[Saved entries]
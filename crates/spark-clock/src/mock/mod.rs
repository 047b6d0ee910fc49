//! 虚拟时钟：一个小型离散事件模拟器，配合调用拦截协议让测试确定性地观察并放行并发任务对时钟的调用。
//!
//! # 模块定位（Why）
//! - 真实时间下的竞态（定时器同时到期、停止与触发赛跑、tick 丢失）在 CI 中无法稳定复现；
//! - [`MockClock`] 用显式推进的模拟时间替代流逝的真实时间，同时保留这些竞态本身：同一时刻到期的事件
//!   在各自独立的线程上并发触发，而不是被串行化。
//!
//! # 结构概览（What）
//! - `MockState`：模拟当前时间 `cur`、活跃事件集合 `all`、缓存的最早触发时间与事件、已登记的陷阱；
//! - [`Event`]：定时器、周期器、周期函数共享的最小能力 `{next, fire}`；
//! - `timer`/`ticker`/`ticker_func`：三种事件实现；
//! - `trap`：调用拦截协议（[`Trap`]、[`Call`]）。
//!
//! # 并发约束（How）
//! - 所有共享状态只在持有 `MockState` 互斥锁时修改；锁顺序固定为“时钟锁 → 事件自身的锁”；
//! - 两处刻意释放时钟锁：触发事件时，以及等待陷阱放行时，使回调可以重入时钟而不死锁；
//! - 同一时刻只允许一个 `advance`/`set` 在途，违反即视为调用方缺陷并 panic。

mod ticker;
mod ticker_func;
mod timer;
mod trap;

use std::any::Any;
use std::collections::BTreeMap;
use std::fmt;
use std::panic::{self, AssertUnwindSafe};
use std::sync::{Arc, Weak};
use std::thread;

use chrono::{DateTime, TimeDelta, Utc};
use parking_lot::{Mutex, MutexGuard};
use tracing::{debug, trace};

use crate::cancellation::Cancellation;
use crate::clock::{Clock, Ticker, TickerCallback, Timer, TimerCallback, Waiter};
use crate::error::ClockError;
use crate::sync::Signal;

pub use trap::{Call, ClockFunction, Trap, Trapper};

pub(crate) use trap::CallRecord;

/// 默认起始时间 `2024-01-01T00:00:00Z` 对应的 Unix 秒数。
pub const DEFAULT_START_UNIX_SECS: i64 = 1_704_067_200;

/// [`MockClock::new`] 使用的固定起始时间，保证测试在不同机器上得到相同的时间读数。
pub fn default_start() -> DateTime<Utc> {
    DateTime::UNIX_EPOCH + TimeDelta::seconds(DEFAULT_START_UNIX_SECS)
}

/// 饱和后的截止时间；停在这里的事件永不触发。
pub(crate) const NEVER: DateTime<Utc> = DateTime::<Utc>::MAX_UTC;

/// `from + d`，越过可表示范围时饱和到两端，`TimeDelta::MAX` 因而表示“永不触发”。
pub(crate) fn deadline(from: DateTime<Utc>, d: TimeDelta) -> DateTime<Utc> {
    match from.checked_add_signed(d) {
        Some(at) => at,
        None if d < TimeDelta::zero() => DateTime::<Utc>::MIN_UTC,
        None => NEVER,
    }
}

pub(crate) type EventId = u64;

/// 事件的最小能力：报告下一次触发时间，并在给定时间触发。
///
/// 事件只在活跃期间被时钟持有；停止或（一次性定时器）触发后即从 `all` 中移除。
pub(crate) trait Event: Send + Sync {
    fn id(&self) -> EventId;

    /// 调用时必须持有时钟锁。
    fn next(&self) -> DateTime<Utc>;

    /// 在独立线程上执行，调用时不持有时钟锁。
    fn fire(self: Arc<Self>, at: DateTime<Utc>);
}

pub(crate) struct MockInner {
    state: Mutex<MockState>,
}

pub(crate) struct MockState {
    pub(crate) cur: DateTime<Utc>,
    advancing: bool,
    all: BTreeMap<EventId, Arc<dyn Event>>,
    next_time: Option<DateTime<Utc>>,
    next_events: Vec<Arc<dyn Event>>,
    traps: Vec<Arc<trap::TrapShared>>,
    next_id: u64,
}

impl MockState {
    pub(crate) fn allocate_id(&mut self) -> EventId {
        self.next_id += 1;
        self.next_id
    }

    /// 登记事件并立即重算最早触发缓存。调用方不得持有该事件自身的锁。
    pub(crate) fn add_event(&mut self, event: Arc<dyn Event>) {
        self.all.insert(event.id(), event);
        self.recompute_next();
    }

    /// 移除事件；事件不在集合中时为空操作。
    pub(crate) fn remove_event(&mut self, id: EventId) {
        if self.all.remove(&id).is_some() {
            self.recompute_next();
        }
    }

    /// 扫描 `all`，记录最小的 `next()` 以及所有与之相等的事件；并列的事件必须在同一轮一起触发。
    pub(crate) fn recompute_next(&mut self) {
        let mut best: Option<DateTime<Utc>> = None;
        let mut events: Vec<Arc<dyn Event>> = Vec::new();
        for event in self.all.values() {
            let next = event.next();
            match best {
                Some(current) if next > current => {}
                Some(current) if next == current => events.push(Arc::clone(event)),
                _ => {
                    best = Some(next);
                    events.clear();
                    events.push(Arc::clone(event));
                }
            }
        }
        self.next_time = best;
        self.next_events = events;
    }
}

/// 虚拟时钟：以显式推进的模拟时间实现 [`Clock`]。
///
/// # 设计动机（Why）
/// - 业务代码中的定时器、周期器、周期函数在测试中需要 100% 可重复；
/// - 仅推进时间还不够：后台任务可能尚未登记定时器（丢失唤醒），或回调尚未写完状态，测试就已开始断言。
///   [`trap`](Self::trap) 提供的拦截协议让测试在选定的调用边界上获得确定性的检查点。
///
/// # 行为概览（How）
/// - [`advance`](Self::advance)/[`set`](Self::set)：同步推进，逐轮触发到期事件直到目标时间；
/// - [`advance_next`](Self::advance_next)：推进到下一个事件，并在后台线程上完成这一轮；
/// - [`peek`](Self::peek)：查询距离下一个事件的时长。
///
/// # 契约说明（What）
/// - 存在事件后 `cur` 单调不减；
/// - 同一轮内并列事件在独立线程上并发触发，彼此之间不保证顺序，但全部完成后才计算下一轮；
/// - 克隆得到的句柄共享同一条时间线。
#[derive(Clone)]
pub struct MockClock {
    inner: Arc<MockInner>,
}

impl MockClock {
    /// 创建起始时间为 [`default_start`] 的虚拟时钟。
    pub fn new() -> Self {
        Self::with_start(default_start())
    }

    /// 以指定起始时间构造虚拟时钟。
    pub fn with_start(start: DateTime<Utc>) -> Self {
        let state = MockState {
            cur: start,
            advancing: false,
            all: BTreeMap::new(),
            next_time: None,
            next_events: Vec::new(),
            traps: Vec::new(),
            next_id: 0,
        };
        Self {
            inner: Arc::new(MockInner {
                state: Mutex::new(state),
            }),
        }
    }

    pub(crate) fn downgrade(&self) -> Weak<MockInner> {
        Arc::downgrade(&self.inner)
    }

    pub(crate) fn upgrade(inner: &Weak<MockInner>) -> Option<Self> {
        inner.upgrade().map(|inner| Self { inner })
    }

    pub(crate) fn lock(&self) -> MutexGuard<'_, MockState> {
        self.inner.state.lock()
    }

    /// 推进模拟时间 `d`，并同步触发这段时间内到期的全部事件（包括触发过程中新登记的事件）。
    ///
    /// # Panics
    /// - `d` 为负；
    /// - 另一个 `advance`/`set` 正在进行。
    pub fn advance(&self, d: TimeDelta) {
        assert!(
            d >= TimeDelta::zero(),
            "cannot advance the mock clock by a negative duration ({d})"
        );
        let mut state = self.lock();
        claim_advance(&mut state);
        let target = deadline(state.cur, d);
        debug!(from = %state.cur, to = %target, "advancing mock clock");
        self.run_rounds(state, target);
    }

    /// 把模拟时间设置为 `t`。
    ///
    /// `t` 不早于当前时间时等价于 `advance(t - cur)`；早于当前时间只在没有任何活跃事件时允许。
    ///
    /// # Panics
    /// - 存在活跃定时器/周期器时把时间往回拨；
    /// - 另一个 `advance`/`set` 正在进行。
    pub fn set(&self, t: DateTime<Utc>) {
        let mut state = self.lock();
        if t < state.cur {
            assert!(
                !state.advancing,
                "concurrent advance/set on the mock clock is not allowed"
            );
            assert!(
                state.next_time.is_none(),
                "cannot set the mock clock back to {t} (now {}) while timers or tickers are scheduled",
                state.cur
            );
            debug!(from = %state.cur, to = %t, "setting mock clock backwards");
            state.cur = t;
            return;
        }
        claim_advance(&mut state);
        debug!(from = %state.cur, to = %t, "setting mock clock");
        self.run_rounds(state, t);
    }

    /// 推进到下一个已登记事件的时间点。
    ///
    /// 返回推进的时长，以及一个在本轮触发全部完成后就绪的 [`AdvanceWaiter`]。推进权在返回前就已被占用，
    /// 因此在等待完成之前再次推进仍会 panic。
    ///
    /// # Panics
    /// - 没有任何活跃事件；
    /// - 另一个 `advance`/`set` 正在进行。
    pub fn advance_next(&self) -> (TimeDelta, AdvanceWaiter) {
        let mut state = self.lock();
        let Some(next) = state.next_time else {
            panic!("cannot advance to the next event: no timers or tickers are scheduled");
        };
        claim_advance(&mut state);
        let d = next - state.cur;
        debug!(from = %state.cur, to = %next, "advancing mock clock to next event");
        drop(state);

        let waiter = AdvanceWaiter::pending();
        let round = waiter.clone();
        let clock = self.clone();
        thread::spawn(move || {
            let outcome = panic::catch_unwind(AssertUnwindSafe(|| {
                let state = clock.lock();
                clock.run_rounds(state, next);
            }));
            round.finish(outcome.err());
        });
        (d, waiter)
    }

    /// 距离下一个事件的时长；没有活跃事件时返回 `None`。
    pub fn peek(&self) -> Option<TimeDelta> {
        let state = self.lock();
        state.next_time.map(|next| next - state.cur)
    }

    /// 返回用于登记陷阱的构造器。
    pub fn trap(&self) -> Trapper<'_> {
        Trapper::new(self)
    }

    /// 推进主循环，调用前必须已占用推进权。
    fn run_rounds(&self, mut state: MutexGuard<'_, MockState>, target: DateTime<Utc>) {
        loop {
            let at = match state.next_time {
                Some(next) if next <= target && next < NEVER => next.max(state.cur),
                _ => {
                    state.cur = target;
                    break;
                }
            };
            state.cur = at;
            let events = state.next_events.clone();
            trace!(at = %at, events = events.len(), "firing simultaneous events");
            let outcome = MutexGuard::unlocked(&mut state, || {
                panic::catch_unwind(AssertUnwindSafe(|| fire_round(&events, at)))
            });
            if let Err(payload) = outcome {
                state.advancing = false;
                drop(state);
                panic::resume_unwind(payload);
            }
        }
        state.advancing = false;
    }
}

impl Default for MockClock {
    fn default() -> Self {
        Self::new()
    }
}

impl fmt::Debug for MockClock {
    fn fmt(&self, f: &mut fmt::Formatter<'_>) -> fmt::Result {
        let mut debug = f.debug_struct("MockClock");
        if let Some(state) = self.inner.state.try_lock() {
            debug
                .field("cur", &state.cur)
                .field("events", &state.all.len())
                .field("traps", &state.traps.len());
        }
        debug.finish_non_exhaustive()
    }
}

fn claim_advance(state: &mut MockState) {
    assert!(
        !state.advancing,
        "concurrent advance/set on the mock clock is not allowed"
    );
    state.advancing = true;
}

/// 每个事件一个线程，全部启动后再统一等待。
fn fire_round(events: &[Arc<dyn Event>], at: DateTime<Utc>) {
    thread::scope(|scope| {
        for event in events {
            let event = Arc::clone(event);
            scope.spawn(move || event.fire(at));
        }
    });
}

impl Clock for MockClock {
    fn now(&self, tags: &[&str]) -> DateTime<Utc> {
        let mut state = self.lock();
        let _call = self.intercept(&mut state, CallRecord::new(ClockFunction::Now, tags));
        state.cur
    }

    fn since(&self, t: DateTime<Utc>, tags: &[&str]) -> TimeDelta {
        let mut state = self.lock();
        let _call = self.intercept(
            &mut state,
            CallRecord::new(ClockFunction::Since, tags).with_time(t),
        );
        state.cur - t
    }

    fn until(&self, t: DateTime<Utc>, tags: &[&str]) -> TimeDelta {
        let mut state = self.lock();
        let _call = self.intercept(
            &mut state,
            CallRecord::new(ClockFunction::Until, tags).with_time(t),
        );
        t - state.cur
    }

    fn new_timer(&self, d: TimeDelta, tags: &[&str]) -> Timer {
        timer::create(self, ClockFunction::NewTimer, d, None, tags)
    }

    fn after_func(&self, d: TimeDelta, f: TimerCallback, tags: &[&str]) -> Timer {
        timer::create(self, ClockFunction::AfterFunc, d, Some(f), tags)
    }

    fn new_ticker(&self, d: TimeDelta, tags: &[&str]) -> Ticker {
        ticker::create(self, d, tags)
    }

    fn ticker_func(
        &self,
        ctx: &Cancellation,
        d: TimeDelta,
        f: TickerCallback,
        tags: &[&str],
    ) -> Waiter {
        ticker_func::create(self, ctx, d, f, tags)
    }
}

/// [`MockClock::advance_next`] 返回的本轮完成句柄。
#[derive(Clone)]
pub struct AdvanceWaiter {
    round: Arc<AdvanceRound>,
}

struct AdvanceRound {
    done: Arc<Signal>,
    panic: Mutex<Option<Box<dyn Any + Send + 'static>>>,
}

impl AdvanceWaiter {
    fn pending() -> Self {
        Self {
            round: Arc::new(AdvanceRound {
                done: Arc::new(Signal::new()),
                panic: Mutex::new(None),
            }),
        }
    }

    fn finish(&self, panic: Option<Box<dyn Any + Send + 'static>>) {
        *self.round.panic.lock() = panic;
        self.round.done.fire();
    }

    /// 本轮触发是否已经全部完成。
    pub fn is_done(&self) -> bool {
        self.round.done.is_fired()
    }

    /// 等待本轮触发完成，或在 `ctx` 取消时返回取消原因。
    ///
    /// 本轮中若有事件 panic，panic 在这里被重新抛出。
    pub fn wait(&self, ctx: &Cancellation) -> Result<(), ClockError> {
        self.round.done.wait_until(ctx)?;
        if let Some(payload) = self.round.panic.lock().take() {
            panic::resume_unwind(payload);
        }
        Ok(())
    }

    /// 与 [`wait`](Self::wait) 相同，但把错误转为 panic，便于测试直接调用。
    pub fn must_wait(&self, ctx: &Cancellation) {
        if let Err(err) = self.wait(ctx) {
            panic!("mock clock advance did not complete: {err}");
        }
    }
}

impl fmt::Debug for AdvanceWaiter {
    fn fmt(&self, f: &mut fmt::Formatter<'_>) -> fmt::Result {
        f.debug_struct("AdvanceWaiter")
            .field("done", &self.is_done())
            .finish()
    }
}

INSTRUCTIONS FOR THE TASK – For each line above that includes "MockClock", copy the line.

ANSWER FOR THE TASK –
//! - [`MockClock`] 用显式推进的模拟时间替代流逝的真实时间，同时保留这些竞态本身：同一时刻到期的事件
/// [`MockClock::new`] 使用的固定起始时间，保证测试在不同机器上得到相同的时间读数。
pub struct MockClock {
impl MockClock {
impl Default for MockClock {
impl fmt::Debug for MockClock {
        let mut debug = f.debug_struct("MockClock");
impl Clock for MockClock {
/// [`MockClock::advance_next`] 返回的本轮完成句柄。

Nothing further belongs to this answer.